• [What to produce]:
A verbatim transcription of every record below is required.
==== Records shown ====
//! Opaque script carrier
//!
//! Scripts are carried as raw bytes; nothing here interprets or executes
//! them. Only the two standard output templates are built and recognised.

use crate::buffer::ByteBuffer;
use crate::constants::*;
use crate::error::Result;
use crate::hash::hash160;
use crate::serialize::Serializable;
use crate::types::Hash160;
use serde::{Deserialize, Serialize};

#[derive(Debug, Clone, Default, PartialEq, Eq, Hash, Serialize, Deserialize)]
pub struct Script {
    bytes: ByteBuffer,
}

impl Script {
    pub fn new(bytes: ByteBuffer) -> Self {
        Self { bytes }
    }

    pub fn from_bytes(bytes: Vec<u8>) -> Self {
        Self::new(ByteBuffer::new(bytes))
    }

    pub fn from_hex(s: &str) -> Result<Self> {
        Ok(Self::new(ByteBuffer::from_hex(s)?))
    }

    /// OP_DUP OP_HASH160 <20 bytes> OP_EQUALVERIFY OP_CHECKSIG
    pub fn pay_to_pubkey_hash(hash: &Hash160) -> Self {
        let mut bytes = Vec::with_capacity(25);
        bytes.extend_from_slice(&[OP_DUP, OP_HASH160, HASH160_SIZE as u8]);
        bytes.extend_from_slice(hash);
        bytes.extend_from_slice(&[OP_EQUALVERIFY, OP_CHECKSIG]);
        Self::from_bytes(bytes)
    }

    /// OP_HASH160 <20 bytes> OP_EQUAL
    pub fn pay_to_script_hash(hash: &Hash160) -> Self {
        let mut bytes = Vec::with_capacity(23);
        bytes.extend_from_slice(&[OP_HASH160, HASH160_SIZE as u8]);
        bytes.extend_from_slice(hash);
        bytes.push(OP_EQUAL);
        Self::from_bytes(bytes)
    }

    pub fn is_pay_to_pubkey_hash(&self) -> bool {
        let b = self.bytes.as_bytes();
        b.len() == 25
            && b[0] == OP_DUP
            && b[1] == OP_HASH160
            && b[2] == HASH160_SIZE as u8
            && b[23] == OP_EQUALVERIFY
            && b[24] == OP_CHECKSIG
    }

    pub fn is_pay_to_script_hash(&self) -> bool {
        let b = self.bytes.as_bytes();
        b.len() == 23 && b[0] == OP_HASH160 && b[1] == HASH160_SIZE as u8 && b[22] == OP_EQUAL
    }

    /// hash160 of the script bytes, as committed to by a P2SH output
    pub fn script_hash(&self) -> Hash160 {
        hash160(self.bytes.as_bytes())
    }

    pub fn as_buffer(&self) -> &ByteBuffer {
        &self.bytes
    }

    pub fn as_bytes(&self) -> &[u8] {
        self.bytes.as_bytes()
    }

    pub fn len(&self) -> usize {
        self.bytes.len()
    }

    pub fn is_empty(&self) -> bool {
        self.bytes.is_empty()
    }
}

impl From<ByteBuffer> for Script {
    fn from(bytes: ByteBuffer) -> Self {
        Self::new(bytes)
    }
}

impl Serializable for Script {
    fn to_buffer(&self) -> ByteBuffer {
        self.bytes.clone()
    }
}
====
• [Answer area]:
//! Opaque script carrier
//!
//! Scripts are carried as raw bytes; nothing here interprets or executes
//! them. Only the two standard output templates are built and recognised.

use crate::buffer::ByteBuffer;
use crate::constants::*;
use crate::error::Result;
use crate::hash::hash160;
use crate::serialize::Serializable;
use crate::types::Hash160;
use serde::{Deserialize, Serialize};

#[derive(Debug, Clone, Default, PartialEq, Eq, Hash, Serialize, Deserialize)]
pub struct Script {
    bytes: ByteBuffer,
}

impl Script {
    pub fn new(bytes: ByteBuffer) -> Self {
        Self { bytes }
    }

    pub fn from_bytes(bytes: Vec<u8>) -> Self {
        Self::new(ByteBuffer::new(bytes))
    }

    pub fn from_hex(s: &str) -> Result<Self> {
        Ok(Self::new(ByteBuffer::from_hex(s)?))
    }

    /// OP_DUP OP_HASH160 <20 bytes> OP_EQUALVERIFY OP_CHECKSIG
    pub fn pay_to_pubkey_hash(hash: &Hash160) -> Self {
        let mut bytes = Vec::with_capacity(25);
        bytes.extend_from_slice(&[OP_DUP, OP_HASH160, HASH160_SIZE as u8]);
        bytes.extend_from_slice(hash);
        bytes.extend_from_slice(&[OP_EQUALVERIFY, OP_CHECKSIG]);
        Self::from_bytes(bytes)
    }

    /// OP_HASH160 <20 bytes> OP_EQUAL
    pub fn pay_to_script_hash(hash: &Hash160) -> Self {
        let mut bytes = Vec::with_capacity(23);
        bytes.extend_from_slice(&[OP_HASH160, HASH160_SIZE as u8]);
        bytes.extend_from_slice(hash);
        bytes.push(OP_EQUAL);
        Self::from_bytes(bytes)
    }

    pub fn is_pay_to_pubkey_hash(&self) -> bool {
        let b = self.bytes.as_bytes();
        b.len() == 25
            && b[0] == OP_DUP
            && b[1] == OP_HASH160
            && b[2] == HASH160_SIZE as u8
            && b[23] == OP_EQUALVERIFY
            && b[24] == OP_CHECKSIG
    }

    pub fn is_pay_to_script_hash(&self) -> bool {
        let b = self.bytes.as_bytes();
        b.len() == 23 && b[0] == OP_HASH160 && b[1] == HASH160_SIZE as u8 && b[22] == OP_EQUAL
    }

    /// hash160 of the script bytes, as committed to by a P2SH output
    pub fn script_hash(&self) -> Hash160 {
        hash160(self.bytes.as_bytes())
    }

    pub fn as_buffer(&self) -> &ByteBuffer {
        &self.bytes
    }

    pub fn as_bytes(&self) -> &[u8] {
        self.bytes.as_bytes()
    }

    pub fn len(&self) -> usize {
        self.bytes.len()
    }

    pub fn is_empty(&self) -> bool {
        self.bytes.is_empty()
    }
}

impl From<ByteBuffer> for Script {
    fn from(bytes: ByteBuffer) -> Self {
        Self::new(bytes)
    }
}

impl Serializable for Script {
    fn to_buffer(&self) -> ByteBuffer {
        self.bytes.clone()
    }
}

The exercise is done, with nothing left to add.